Actually I have tried to limit the Y-axis, but it truncated the plot. Further, regarding the above-mentioned query, can we use this 2nd figure to infer that SPECIES_CDS and Musa_acuminata_cds shared the same WGD event that happened after the divergence of SPECIES_CDS with Zea mays and Amborella?

Both the node weighted and averaged Ks results can be used to shed lights on the placement of WGD. The 2nd figure seems to have no infomation about the WGD peak. If the WGD peak is indisputably older than 1.17, you can for sure claim that SPECIES_CDS and Musa_acuminata_cds shared one WGD.

Thank you for the clarification, I have observed through the plotting the ks distribution of paranome of SPECIES_CDS and its ks value is 0.5. which is younger to SPECIES_CDS and Musa_acuminata_cds ortholog pair. does it mean that SPECIES_CDS has suffered a WGD which is not shared by its closely related Musa_acuminata_cds?

Thanks

Yes.

is there a way to convert homologous pairs plot to density plot?

Yes, but I'm not sure if many users really need it or not.

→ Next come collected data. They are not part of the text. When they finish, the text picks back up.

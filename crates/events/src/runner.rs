//! Background dispatcher for side-effect handlers.
//!
//! [`SideEffectRunner`] subscribes to the [`EventBus`](crate::bus::EventBus)
//! and fans every received event out to its registered handlers. Handler
//! concurrency is bounded by a semaphore; when every permit is taken the
//! handler runs inline on the dispatch task instead of being rejected
//! (bounded-pool-with-caller-runs). Handler failures are caught at the
//! handler boundary and logged, never propagated.

use std::sync::Arc;

use tokio::sync::{broadcast, Semaphore};
use tokio_util::sync::CancellationToken;

use crate::bus::EventEnvelope;
use crate::handler::SideEffectHandler;

/// Default bound on concurrently running handler invocations.
const DEFAULT_MAX_CONCURRENCY: usize = 8;

/// Dispatches domain events to side-effect handlers.
pub struct SideEffectRunner {
    handlers: Vec<Arc<dyn SideEffectHandler>>,
    permits: Arc<Semaphore>,
}

impl SideEffectRunner {
    /// Create a runner with a specific concurrency bound.
    pub fn new(max_concurrency: usize) -> Self {
        Self {
            handlers: Vec::new(),
            permits: Arc::new(Semaphore::new(max_concurrency)),
        }
    }

    /// Register a handler. Every handler sees every event.
    pub fn register(mut self, handler: Arc<dyn SideEffectHandler>) -> Self {
        self.handlers.push(handler);
        self
    }

    /// Run the dispatch loop until the bus closes or `cancel` fires.
    ///
    /// Subscribe before the first publish of interest; a broadcast
    /// receiver only sees events sent after it was created.
    pub async fn run(
        self: Arc<Self>,
        mut receiver: broadcast::Receiver<EventEnvelope>,
        cancel: CancellationToken,
    ) {
        loop {
            tokio::select! {
                _ = cancel.cancelled() => {
                    tracing::info!("Side-effect runner cancelled, shutting down");
                    break;
                }
                received = receiver.recv() => match received {
                    Ok(envelope) => self.dispatch(envelope).await,
                    Err(broadcast::error::RecvError::Lagged(skipped)) => {
                        tracing::warn!(
                            skipped,
                            "Side-effect runner lagged, some events were not handled"
                        );
                    }
                    Err(broadcast::error::RecvError::Closed) => {
                        tracing::info!("Event bus closed, side-effect runner shutting down");
                        break;
                    }
                },
            }
        }
    }

    /// Fan one event out to every handler.
    async fn dispatch(&self, envelope: EventEnvelope) {
        for handler in &self.handlers {
            match self.permits.clone().try_acquire_owned() {
                Ok(permit) => {
                    let handler = Arc::clone(handler);
                    let event = envelope.event.clone();
                    tokio::spawn(async move {
                        Self::invoke(handler.as_ref(), &event).await;
                        drop(permit);
                    });
                }
                Err(_) => {
                    // Pool exhausted: degrade to synchronous execution on
                    // the dispatch task rather than dropping the effect.
                    tracing::debug!(
                        handler = handler.name(),
                        "Handler pool exhausted, running inline"
                    );
                    Self::invoke(handler.as_ref(), &envelope.event).await;
                }
            }
        }
    }

    /// Invoke one handler, catching and logging any failure.
    async fn invoke(handler: &dyn SideEffectHandler, event: &crate::bus::DomainEvent) {
        if let Err(error) = handler.handle(event).await {
            tracing::error!(
                handler = handler.name(),
                event_type = event.event_type(),
                error = %error,
                "Side-effect handler failed"
            );
        }
    }
}

impl Default for SideEffectRunner {
    fn default() -> Self {
        Self::new(DEFAULT_MAX_CONCURRENCY)
    }
}

// ---------------------------------------------------------------------------
// Tests
// ---------------------------------------------------------------------------
//! Session lifecycle: instructions, titration loop, payoff draw, summary.
//!
//! The orchestrator owns the session context and drives the trial runner one
//! trial at a time. Every state change (bracket updates, counters, the trial
//! log) happens here, between two awaited runner calls, so nothing in the
//! core is ever touched concurrently.

use anyhow::{Context, Result};
use chrono::Utc;
use rand::rngs::StdRng;
use rand::seq::SliceRandom;
use rand::SeedableRng;
use std::sync::Arc;
use std::time::Duration;
use tracing::{debug, info, instrument, warn};

use crate::domain::errors::{DomainResult, TitrationError};
use crate::domain::models::{
    ChoiceContext, ChoiceOption, ChoicePrompt, ChoiceResponse, ConditionKind, ConditionSnapshot,
    ConditionStore, KindCategory, PayoffOutcome, Payout, SessionConfig, SessionPhase,
    SessionState, SessionSummary, StepDecision, TrialKind, TrialRecord, TrialSpec, FILLER_ID,
};
use crate::domain::ports::{TrialRunner, TrialSink};
use crate::services::bracket_updater::BracketUpdater;
use crate::services::reward_sampler::RewardSampler;
use crate::services::stimulus_formatter::StimulusFormatter;
use crate::services::trial_sequencer::{TrialSequence, TrialSequencer};

/// A trial as it was put in front of the subject, before the response
struct PresentedTrial {
    trial_kind: TrialKind,
    condition_id: String,
    stimulus_condition_id: Option<String>,
    sequence_position: Option<usize>,
    offered_reward: u32,
    stimulus_text: String,
}

/// Drives one titration session from instructions to summary
pub struct SessionOrchestrator<R: TrialRunner> {
    config: SessionConfig,
    sampler: RewardSampler,
    updater: BracketUpdater,
    sequencer: TrialSequencer,
    formatter: StimulusFormatter,
    runner: R,
    sink: Arc<dyn TrialSink>,
    rng: StdRng,
    state: SessionState,
    sequence: Option<TrialSequence>,
}

impl<R: TrialRunner> SessionOrchestrator<R> {
    /// Create a session from validated configuration
    ///
    /// Uses `config.seed` when set, otherwise seeds from OS entropy.
    pub fn new(config: SessionConfig, runner: R, sink: Arc<dyn TrialSink>) -> Self {
        let rng = config
            .seed
            .map_or_else(StdRng::from_entropy, StdRng::seed_from_u64);
        let conditions = ConditionStore::initialize(
            config.standard_amount,
            &config.temporal_delay_levels,
            &config.probability_levels,
        );

        Self {
            sampler: RewardSampler::new(config.step_size, config.standard_amount),
            updater: BracketUpdater::new(config.standard_amount, config.step_size),
            sequencer: TrialSequencer::new(),
            formatter: StimulusFormatter::new(config.standard_amount, config.currency_symbol.clone()),
            state: SessionState::new(conditions),
            config,
            runner,
            sink,
            rng,
            sequence: None,
        }
    }

    /// Replace the default sequencer
    #[must_use]
    pub fn with_sequencer(mut self, sequencer: TrialSequencer) -> Self {
        self.sequencer = sequencer;
        self
    }

    pub const fn state(&self) -> &SessionState {
        &self.state
    }

    pub const fn config(&self) -> &SessionConfig {
        &self.config
    }

    /// The titration sequence, once the titration phase has started
    pub const fn sequence(&self) -> Option<&TrialSequence> {
        self.sequence.as_ref()
    }

    pub const fn runner(&self) -> &R {
        &self.runner
    }

    pub fn into_runner(self) -> R {
        self.runner
    }

    /// Run every phase in order and return the summary
    #[instrument(skip_all, fields(session_id = %self.state.id))]
    pub async fn run(&mut self) -> Result<SessionSummary> {
        info!(
            conditions = self.config.condition_count(),
            repeats = self.config.repeats_per_condition,
            budget = self.config.effective_trial_budget(),
            "session started"
        );

        self.present_instructions().await?;
        self.run_titration().await?;
        let payoff = self.run_payoff().await?;
        self.finish(payoff).await
    }

    /// Phase 1: instruction pages
    pub async fn present_instructions(&mut self) -> Result<()> {
        self.state.advance(SessionPhase::Instructions);
        for page in self.formatter.instruction_pages() {
            self.runner
                .show_message(&page)
                .await
                .context("Failed to show instructions")?;
        }
        Ok(())
    }

    /// Phase 2: the titration loop with interleaved filler trials
    #[instrument(skip_all)]
    pub async fn run_titration(&mut self) -> Result<()> {
        self.state.advance(SessionPhase::Titration);

        let sequence = self.sequencer.build_sequence(
            &self.state.conditions,
            self.config.repeats_per_condition,
            &mut self.rng,
        );
        let entries = sequence.entries.clone();
        self.sequence = Some(sequence);

        for spec in &entries {
            match self.on_sequence_step(spec)? {
                StepDecision::Stop => break,
                StepDecision::Skip => {
                    debug!(position = spec.position, condition_id = %spec.condition_id, "skipping resolved condition");
                    continue;
                }
                StepDecision::Proceed => {}
            }

            self.run_titration_trial(spec).await?;

            if self.filler_due() {
                self.run_filler_trial(&spec.condition_id).await?;
            }
        }

        info!(
            trials = self.state.total_trials_run,
            fillers = self.state.filler_trials_run,
            resolved = self.state.resolved_count,
            "titration finished"
        );
        Ok(())
    }

    /// Decide what to do with the next sequence entry
    pub fn on_sequence_step(&self, spec: &TrialSpec) -> DomainResult<StepDecision> {
        if self.state.total_trials_run >= self.config.effective_trial_budget()
            || self.state.conditions.all_resolved()
        {
            return Ok(StepDecision::Stop);
        }

        if self.state.conditions.is_resolved(&spec.condition_id)? {
            return Ok(StepDecision::Skip);
        }

        Ok(StepDecision::Proceed)
    }

    /// One filler every second titration trial once the threshold is reached
    pub const fn filler_due(&self) -> bool {
        let run = self.state.total_trials_run;
        run >= self.config.distractor_start_threshold && run % 2 == 0
    }

    async fn run_titration_trial(&mut self, spec: &TrialSpec) -> Result<()> {
        let condition = self.state.conditions.get(&spec.condition_id)?;
        let kind = condition.kind;
        let offered = self.sampler.sample(condition, &mut self.rng)?;
        let text = self.formatter.format(&spec.condition_id, kind, offered)?;

        let presented = PresentedTrial {
            trial_kind: TrialKind::Titration,
            condition_id: spec.condition_id.clone(),
            stimulus_condition_id: None,
            sequence_position: Some(spec.position),
            offered_reward: offered,
            stimulus_text: text,
        };
        let (response, chosen) = self.present(&presented, kind).await?;

        let condition = self.state.conditions.get_mut(&spec.condition_id)?;
        let update = self.updater.apply_choice(condition, chosen, offered)?;
        let snapshot = condition.snapshot();

        self.state.total_trials_run += 1;
        if update.converged() {
            self.state.resolved_count += 1;
        }

        self.commit(presented, response, chosen, snapshot).await
    }

    async fn run_filler_trial(&mut self, after_condition_id: &str) -> Result<()> {
        let after = self.state.conditions.get(after_condition_id)?.kind.category();
        let (source_id, source_kind) = self.pick_filler_source(after)?;

        let filler = self.state.conditions.filler()?;
        let offered = self.sampler.sample(filler, &mut self.rng)?;
        let snapshot = filler.snapshot();
        let text = self.formatter.format(&source_id, source_kind, offered)?;

        let presented = PresentedTrial {
            trial_kind: TrialKind::Filler,
            condition_id: FILLER_ID.to_string(),
            stimulus_condition_id: Some(source_id),
            sequence_position: None,
            offered_reward: offered,
            stimulus_text: text,
        };
        let (response, chosen) = self.present(&presented, source_kind).await?;

        self.state.filler_trials_run += 1;
        self.commit(presented, response, chosen, snapshot).await
    }

    /// Uniform pick among conditions of the opposite category; falls back to
    /// the same category when the opposite one is empty.
    fn pick_filler_source(&mut self, after: KindCategory) -> DomainResult<(String, ConditionKind)> {
        let mut candidates = after
            .opposite()
            .map(|opposite| self.state.conditions.of_category(opposite))
            .unwrap_or_default();

        if candidates.is_empty() {
            debug!(category = %after, "no opposite-kind conditions; filler reuses same kind");
            candidates = self.state.conditions.of_category(after);
        }

        candidates
            .choose(&mut self.rng)
            .map(|c| (c.id.clone(), c.kind))
            .ok_or_else(|| TitrationError::UnknownCondition(format!("any {after} condition")))
    }

    /// Phase 3: re-present one completed titration trial for real stakes
    #[instrument(skip_all)]
    pub async fn run_payoff(&mut self) -> Result<Option<PayoffOutcome>> {
        self.state.advance(SessionPhase::Payoff);

        let Some(source) = self
            .state
            .titration_records()
            .choose(&mut self.rng)
            .map(|r| (*r).clone())
        else {
            warn!(error = %TitrationError::NoCompletedTrials, "skipping payoff trial");
            return Ok(None);
        };

        let kind = self.state.conditions.get(&source.condition_id)?.kind;

        self.runner
            .show_message(&self.formatter.payoff_intro())
            .await
            .context("Failed to announce payoff trial")?;

        let presented = PresentedTrial {
            trial_kind: TrialKind::Payoff,
            condition_id: source.condition_id.clone(),
            stimulus_condition_id: None,
            sequence_position: source.sequence_position,
            offered_reward: source.offered_reward,
            stimulus_text: source.stimulus_text.clone(),
        };
        let (response, chosen) = self.present(&presented, kind).await?;

        let payout = Payout::for_choice(chosen, kind, source.offered_reward, self.config.standard_amount);
        let snapshot = self.state.conditions.get(&source.condition_id)?.snapshot();

        let outcome = PayoffOutcome {
            source_trial_index: source.trial_index,
            condition_id: source.condition_id.clone(),
            kind,
            offered_reward: source.offered_reward,
            stimulus_text: source.stimulus_text,
            chosen_label: response.chosen_label.clone(),
            chosen_option: chosen,
            response_time_ms: response.response_time_ms,
            payout,
        };

        self.commit(presented, response, chosen, snapshot).await?;

        self.runner
            .show_message(&self.formatter.payout_message(chosen, &payout))
            .await
            .context("Failed to announce payout")?;

        info!(
            source_trial = outcome.source_trial_index,
            condition_id = %outcome.condition_id,
            payout = %outcome.payout,
            "payoff trial completed"
        );
        Ok(Some(outcome))
    }

    /// Phase 4: assemble and publish the summary
    pub async fn finish(&mut self, payoff: Option<PayoffOutcome>) -> Result<SessionSummary> {
        self.state.advance(SessionPhase::Complete);
        let summary = self.state.summary(payoff);

        self.runner
            .show_message(&self.formatter.closing_message())
            .await
            .context("Failed to show closing message")?;

        self.sink
            .finish(&summary)
            .await
            .context("Failed to persist session summary")?;

        info!(
            total_trials = summary.total_trials_run,
            filler_trials = summary.filler_trials_run,
            resolved = summary.resolved_count,
            conditions = summary.condition_count,
            "session complete"
        );
        Ok(summary)
    }

    /// Present a prompt until a recognised label comes back
    ///
    /// Unrecognised labels leave every bracket untouched and re-present the
    /// same prompt, up to `max_invalid_responses` times in a row.
    async fn present(
        &mut self,
        presented: &PresentedTrial,
        kind: ConditionKind,
    ) -> Result<(ChoiceResponse, ChoiceOption)> {
        self.state
            .note_presented(presented.offered_reward, &presented.stimulus_text);

        let prompt = ChoicePrompt::new(presented.trial_kind, presented.stimulus_text.clone())
            .with_context(ChoiceContext {
                kind,
                offered_reward: presented.offered_reward,
                standard_amount: self.config.standard_amount,
            });

        let mut invalid = 0;
        loop {
            let response = self
                .runner
                .present_choice(&prompt)
                .await
                .context("Trial runner failed to collect a response")?;

            match ChoiceOption::from_label(&response.chosen_label) {
                Ok(chosen) => return Ok((response, chosen)),
                Err(err) => {
                    invalid += 1;
                    warn!(
                        condition_id = %presented.condition_id,
                        label = %response.chosen_label,
                        attempt = invalid,
                        "invalid response; re-presenting trial"
                    );
                    if invalid >= self.config.max_invalid_responses {
                        return Err(err.into());
                    }
                }
            }
        }
    }

    /// Append the record to the session log and hand it to the sink
    async fn commit(
        &mut self,
        presented: PresentedTrial,
        response: ChoiceResponse,
        chosen: ChoiceOption,
        snapshot: ConditionSnapshot,
    ) -> Result<()> {
        let record = TrialRecord {
            session_id: self.state.id,
            trial_index: self.state.next_trial_index(),
            sequence_position: presented.sequence_position,
            trial_kind: presented.trial_kind,
            condition_id: presented.condition_id,
            stimulus_condition_id: presented.stimulus_condition_id,
            offered_reward: presented.offered_reward,
            stimulus_text: presented.stimulus_text,
            chosen_label: response.chosen_label,
            chosen_option: chosen,
            response_time_ms: response.response_time_ms,
            condition_snapshot: snapshot,
            recorded_at: Utc::now(),
        };

        debug!(
            trial_index = record.trial_index,
            trial_kind = %record.trial_kind,
            condition_id = %record.condition_id,
            offered = record.offered_reward,
            chosen = %record.chosen_option,
            "trial recorded"
        );

        self.sink
            .record(&record)
            .await
            .context("Failed to persist trial record")?;
        self.state.append_record(record);

        if self.config.post_trial_delay_ms > 0 {
            tokio::time::sleep(Duration::from_millis(self.config.post_trial_delay_ms)).await;
        }
        Ok(())
    }
}
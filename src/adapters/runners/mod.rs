//! Trial runner adapters.
//!
//! - `console`: interactive stdin/stdout runner
//! - `scripted`: replays a fixed list of labels
//! - `simulated`: a discounting agent that answers from the prompt context

pub mod console;
pub mod scripted;
pub mod simulated;

pub use console::ConsoleTrialRunner;
pub use scripted::ScriptedTrialRunner;
pub use simulated::SimulatedSubject;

Could you please add it as an option, beacuse in the case of my species the homologous pairs scale is way too high, which might also be the case for others also.

Thanks

Hi
any update on the density plot?

I implemented two more options in wgd viz, --adjustortho (default False) and --adjustfactor (default 0.5), with which you can adjust the height of orthologous Ks distribution relatively to the height of paralogous Ks distribution according to the ratio of respective highest bar. Simply transforming into density can not aviod the issue of equal scalablility because there will be very high dense regions going far beyond others unless standardization to a specific scale, for instance whole paranome, which in turn will be no difference to just implementing the adjustment above. Thus, I prefer to let users adapt the relative height on their own with the two options. Another minor new option --okalpha (default 0.5) could set the opacity of orthologous Ks distribution in mixed plot.

Thanks for the update
but on running with these parameters its showing this error
ValueError: array must not contain infs or NaNs

Can you share the full command, log and perhaps data?